Violet has moved in fully with David. The fur flies between her and Margo as Margo parrots Julian’s blood purity tirade. David refuses to listen, explains that Sal had given his blessing before he died, and that Ennis had heard it himself. The three turn to the man, and look pointedly. He recounts the death of their brother, and that he’d been sorry at the end. Margo relents, but makes a snide remark about humans and werewolves spoiling her home.

The three get Violet situated in her own room, finally explaining the blood purity aspects of the community. There were... urban legends in the past of monsters who had children together who were deformed and cast out by various groups.  
Ennis points out that they all work in criminal activities, and that monstrous monster babies seems ludicrous. Violet and David mostly shrug it off, but still look shaken about the conversation. David takes affront at the notion, and claims that the crime is simply them filling in social cracks and that they can control and mitigate the harm done. Ennis disagrees, and points out that murder/assassination is completely unable to be mitigated. 

David can’t answer that, but takes them all out for dinner as a distraction. They go to a nice BBQ joint where Violet orders half a pig, no sauce, while Ennis gets burnt ends, and David gets a salad. Again, David shrugs off the jokes, and finishes, and watches in rapt amazement as Violet goes to town on her pig. 

Just as they’re leaving with their doggie bags, Violet sees a couple kissing down the street in a corner. She takes off running towards them with the two in tow. Forces a man off another man, and finds the one against the wall, covered in blood, but alive. 

She smacks the one in her hands a little, declares him to be an idiot vampire just as Ennis and David catch up. Ennis catches the victim, says he needs to go to the hospital as David grabs hold of the vampire, and punches him in the solar plexus. A scuffle breaks out with the three of them all fighting against the desperate vampire, and ultimately kill him.  
The man ultimately dies from blood loss as they wait in the ER waiting room. Violet exposits on the social hierarchy of vampires- that they used to the fifth family, but were decimated in the last gang war, their family broken, and are now basically hired as servants and workers and treated as second class citizens. She also refuses to go any further in the cause of the previous war.

Flashback scene

1850- scene where the head of the five families signing a pact to provide protection to all monster races as long as they followed the rules. “We can eat together or we can eat alone.”

Modern day scene

David declares that the vampire had broken their rules, because “public feeding” isn’t allowed. Ennis is unhappy with this, and isn’t sure if he still wants to be with David and Violet anymore.

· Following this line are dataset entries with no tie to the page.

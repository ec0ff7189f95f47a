//! Subscription-tier gating for computed views.
//!
//! The gate never changes a computed number; it only decides how much of a
//! result the caller may reveal. Decisions come from a static rule table, so a
//! new tier or feature is a new row in [`DEFAULT_RULES`].

use std::collections::BTreeMap;
use std::fmt;
use std::str::FromStr;

use once_cell::sync::Lazy;
use serde::{Deserialize, Serialize};

use crate::errors::ForecastError;

#[derive(Debug, Clone, Copy, Serialize, Deserialize, PartialEq, Eq, PartialOrd, Ord, Hash)]
#[serde(rename_all = "kebab-case")]
pub enum SubscriptionTier {
    Budget,
    Mid,
    Professional,
}

#[derive(Debug, Clone, Copy, Serialize, Deserialize, PartialEq, Eq, PartialOrd, Ord, Hash)]
#[serde(rename_all = "kebab-case")]
pub enum GatedFeature {
    NinetyDayChart,
    MonthlyBreakdown,
    VehicleDrillDown,
}

#[derive(Debug, Clone, Copy, Serialize, Deserialize, PartialEq, Eq)]
#[serde(tag = "kind", rename_all = "snake_case")]
pub enum Visibility {
    Full,
    PartialPreview { limit: usize },
    Locked,
}

impl Visibility {
    pub fn is_locked(self) -> bool {
        matches!(self, Visibility::Locked)
    }
}

/// Rows of the default tier table.
pub const DEFAULT_RULES: &[(SubscriptionTier, GatedFeature, Visibility)] = &[
    (
        SubscriptionTier::Budget,
        GatedFeature::NinetyDayChart,
        Visibility::Locked,
    ),
    (
        SubscriptionTier::Budget,
        GatedFeature::MonthlyBreakdown,
        Visibility::PartialPreview { limit: 3 },
    ),
    (
        SubscriptionTier::Budget,
        GatedFeature::VehicleDrillDown,
        Visibility::Locked,
    ),
    (
        SubscriptionTier::Mid,
        GatedFeature::NinetyDayChart,
        Visibility::Full,
    ),
    (
        SubscriptionTier::Mid,
        GatedFeature::MonthlyBreakdown,
        Visibility::Full,
    ),
    (
        SubscriptionTier::Mid,
        GatedFeature::VehicleDrillDown,
        Visibility::Locked,
    ),
    (
        SubscriptionTier::Professional,
        GatedFeature::NinetyDayChart,
        Visibility::Full,
    ),
    (
        SubscriptionTier::Professional,
        GatedFeature::MonthlyBreakdown,
        Visibility::Full,
    ),
    (
        SubscriptionTier::Professional,
        GatedFeature::VehicleDrillDown,
        Visibility::Full,
    ),
];

static DEFAULT_TABLE: Lazy<VisibilityTable> =
    Lazy::new(|| VisibilityTable::from_rules(DEFAULT_RULES.iter().copied()));

#[derive(Debug, Clone, PartialEq, Eq)]
pub struct VisibilityTable {
    rules: BTreeMap<(SubscriptionTier, GatedFeature), Visibility>,
}

impl VisibilityTable {
    pub fn from_rules<I>(rules: I) -> Self
    where
        I: IntoIterator<Item = (SubscriptionTier, GatedFeature, Visibility)>,
    {
        Self {
            rules: rules
                .into_iter()
                .map(|(tier, feature, visibility)| ((tier, feature), visibility))
                .collect(),
        }
    }

    /// Pairs missing from the table resolve to `Locked`.
    pub fn resolve(&self, tier: SubscriptionTier, feature: GatedFeature) -> Visibility {
        self.rules
            .get(&(tier, feature))
            .copied()
            .unwrap_or(Visibility::Locked)
    }

    /// Replaces the row count of every partial preview.
    pub fn with_preview_limit(mut self, limit: usize) -> Self {
        for visibility in self.rules.values_mut() {
            if let Visibility::PartialPreview { .. } = visibility {
                *visibility = Visibility::PartialPreview { limit };
            }
        }
        self
    }
}

impl Default for VisibilityTable {
    fn default() -> Self {
        DEFAULT_TABLE.clone()
    }
}

/// Looks up `(tier, feature)` in the default table.
pub fn resolve_visibility(tier: SubscriptionTier, feature: GatedFeature) -> Visibility {
    DEFAULT_TABLE.resolve(tier, feature)
}

/// The prefix of `rows` a caller may show under `visibility`.
pub fn reveal<T>(rows: &[T], visibility: Visibility) -> &[T] {
    match visibility {
        Visibility::Full => rows,
        Visibility::PartialPreview { limit } => &rows[..limit.min(rows.len())],
        Visibility::Locked => &[],
    }
}

impl fmt::Display for SubscriptionTier {
    fn fmt(&self, f: &mut fmt::Formatter<'_>) -> fmt::Result {
        let label = match self {
            SubscriptionTier::Budget => "budget",
            SubscriptionTier::Mid => "mid",
            SubscriptionTier::Professional => "professional",
        };
        f.write_str(label)
    }
}

impl FromStr for SubscriptionTier {
    type Err = ForecastError;

    fn from_str(value: &str) -> Result<Self, Self::Err> {
        match value.trim().to_ascii_lowercase().as_str() {
            "budget" => Ok(SubscriptionTier::Budget),
            "mid" => Ok(SubscriptionTier::Mid),
            "professional" => Ok(SubscriptionTier::Professional),
            other => Err(ForecastError::InvalidInput(format!(
                "unknown subscription tier `{other}`"
            ))),
        }
    }
}

impl fmt::Display for GatedFeature {
    fn fmt(&self, f: &mut fmt::Formatter<'_>) -> fmt::Result {
        let label = match self {
            GatedFeature::NinetyDayChart => "ninety-day-chart",
            GatedFeature::MonthlyBreakdown => "monthly-breakdown",
            GatedFeature::VehicleDrillDown => "vehicle-drill-down",
        };
        f.write_str(label)
    }
}

impl FromStr for GatedFeature {
    type Err = ForecastError;

    fn from_str(value: &str) -> Result<Self, Self::Err> {
        match value.trim().to_ascii_lowercase().as_str() {
            "ninety-day-chart" => Ok(GatedFeature::NinetyDayChart),
            "monthly-breakdown" => Ok(GatedFeature::MonthlyBreakdown),
            "vehicle-drill-down" => Ok(GatedFeature::VehicleDrillDown),
            other => Err(ForecastError::InvalidInput(format!(
                "unknown feature `{other}`"
            ))),
        }
    }
}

Episode 7: A Wolf in Winter

Ennis gets another phone call from his father, berating him for “hunting.” Ennis looks at the phone, and then hangs up halfway through his father’s tirade. Ennis goes back to David’s, and still doesn’t tell him about his father or the phone calls.

There are rumors that more hunters are preying in Joliet, and that they’re making their way into the city. Violet declares that the werewolves will kill them all unless other means are found.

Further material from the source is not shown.